An ordinary category has objects and morphisms between objects. A 2-category adds a third level: morphisms between morphisms, called 2-cells or 2-morphisms. You already know the paradigmatic example from your prerequisites: in the functor category [C, D], objects are functors and morphisms are natural transformations. A 2-category makes this structure explicit and formalizes two independent ways of composing 2-cells that coexist in [C, D] and in Cat itself.
Take Cat as the running example throughout. Its 0-cells (objects) are small categories, its 1-cells (morphisms between objects) are functors F: C → D, and its 2-cells (morphisms between 1-cells) are natural transformations α: F ⇒ G between functors with the same source and target. Vertical composition of 2-cells stacks them end-to-end along a shared 1-cell: if α: F ⇒ G and β: G ⇒ H are natural transformations between the same two categories, their vertical composite β ∘ α: F ⇒ H is the natural transformation whose component at each object X is β_X ∘ α_X. This is exactly the composition you know from functor categories. Each hom-category Hom(C, D) is itself a category (with natural transformations as morphisms), and vertical composition is the composition in that category.
Horizontal composition combines 2-cells side by side across different hom-categories. If α: F ⇒ G is a natural transformation between functors C → D, and β: H ⇒ K is a natural transformation between functors D → E, the horizontal composite β ★ α: H∘F ⇒ K∘G is a natural transformation between functors C → E. In Cat, this is whiskering: (β ★ α)_X = β_{GX} ∘ H(α_X) = K(α_X) ∘ β_{FX} (these are equal by naturality of β). The identity 2-cell for horizontal composition on a functor F is the identity natural transformation id_F.

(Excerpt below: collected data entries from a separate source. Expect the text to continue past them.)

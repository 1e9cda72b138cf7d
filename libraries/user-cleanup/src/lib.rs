//! User Cleanup
//!
//! Finds inactive Port users, backs each one up to a JSON file, deletes it
//! remotely and bundles the backups of deleted users into a dated ZIP.
//!
//! # Pipeline
//!
//! 1. **Fetch**: all records from a [`UserDirectory`]
//! 2. **Filter**: inactive status and no activity within the threshold
//! 3. **Backup, then delete**: per record; a failed delete discards the backup
//! 4. **Archive**: `MM-DD-YYYY_deleted_users.zip`, skipped when nothing was deleted
//! 5. **Report**: a [`RunReport`] that renders the terminal summary
//!
//! # Example
//!
//! ```ignore
//! use user_cleanup::{BackupWriter, CleanupPipeline, InactivityFilter};
//!
//! let pipeline = CleanupPipeline::new(InactivityFilter::new(30), BackupWriter::default(), ".");
//! let users = port.entities(port_client::USER_BLUEPRINT).await?;
//! let report = pipeline.run(&users, chrono::Local::now()).await?;
//! println!("{}", report);
//! ```

pub mod archive;
pub mod backup;
pub mod directory;
pub mod error;
pub mod filter;
pub mod pipeline;
pub mod report;

// Re-export commonly used types
pub use archive::{archive_file_name, create_archive, ArchiveSummary};
pub use backup::{backup_file_name, BackupWriter, DEFAULT_BACKUP_DIR};
pub use directory::UserDirectory;
pub use error::{CleanupError, Result};
pub use filter::{
    FilterDecision, InactivityFilter, Selection, SkippedRecord, DEFAULT_THRESHOLD_DAYS,
    INACTIVE_STATUSES,
};
pub use pipeline::CleanupPipeline;
pub use report::{ArchiveStatus, ProcessedRecord, RecordOutcome, RunReport};
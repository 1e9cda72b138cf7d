/// Error types for the cleanup pipeline
use port_client::PortClientError;
use std::path::{Path, PathBuf};
use thiserror::Error;

/// Result type alias using `CleanupError`
pub type Result<T> = std::result::Result<T, CleanupError>;

#[derive(Error, Debug)]
pub enum CleanupError {
    /// The user catalog could not be fetched
    #[error("Failed to fetch users: {0}")]
    Fetch(#[from] PortClientError),

    /// Filesystem error, with the path involved
    #[error("IO error at {}: {source}", path.display())]
    Io {
        path: PathBuf,
        #[source]
        source: std::io::Error,
    },

    /// A backup file for this record already exists
    #[error("Backup file already exists: {}", .0.display())]
    BackupExists(PathBuf),

    /// Record could not be serialized
    #[error(transparent)]
    Serialization(#[from] serde_json::Error),

    /// Archive could not be written
    #[error("Archive error: {0}")]
    Archive(#[from] zip::result::ZipError),
}

impl CleanupError {
    pub(crate) fn io(path: &Path, source: std::io::Error) -> Self {
        Self::Io {
            path: path.to_path_buf(),
            source,
        }
    }
}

The interchange law (β₂ ∘ β₁) ★ (α₂ ∘ α₁) = (β₂ ★ α₂) ∘ (β₁ ★ α₁) says that composing vertically then horizontally gives the same result as composing horizontally then vertically. Visually: arrange four 2-cells in a 2×2 grid; you can compose the rows first (two vertical composites) then compose the results horizontally — or compose the columns first (two horizontal composites) then compose vertically — and the answer must agree. In Cat, this follows from naturality, but as an axiom in an abstract 2-category it is an independent condition that must be verified.

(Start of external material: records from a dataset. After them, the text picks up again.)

//! Remote user directory seam
use async_trait::async_trait;
use port_client::{Entity, EntityClientHandle};

/// Source of user records that can also delete them.
///
/// Implemented for the Port entity handle; tests substitute their own.
#[async_trait]
pub trait UserDirectory: Send + Sync {
    /// Fetch every user record.
    async fn fetch_users(&self) -> port_client::Result<Vec<Entity>>;

    /// Delete one user by identifier.
    async fn delete_user(&self, identifier: &str) -> port_client::Result<()>;
}

#[async_trait]
impl UserDirectory for EntityClientHandle {
    async fn fetch_users(&self) -> port_client::Result<Vec<Entity>> {
        self.client().list_entities().await
    }

    async fn delete_user(&self, identifier: &str) -> port_client::Result<()> {
        self.client().delete_entity(identifier).await
    }
}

The strict vs. weak distinction becomes significant when you move beyond Cat. In a strict 2-category, all associativity and unit laws for 1-cell composition hold on the nose as equalities. In a bicategory, they hold only up to specified 2-cell isomorphisms (associators and unitors) satisfying coherence conditions analogous to Mac Lane's pentagon and triangle identities for monoidal categories. The category of spans in a category with pullbacks, profunctors between categories, and cobordisms between manifolds are all naturally bicategories. The coherence theorem guarantees every bicategory is equivalent (as a bicategory) to a strict 2-category, so you can often "strictify" for computational purposes — but the natural presentation of many important examples is inherently weak.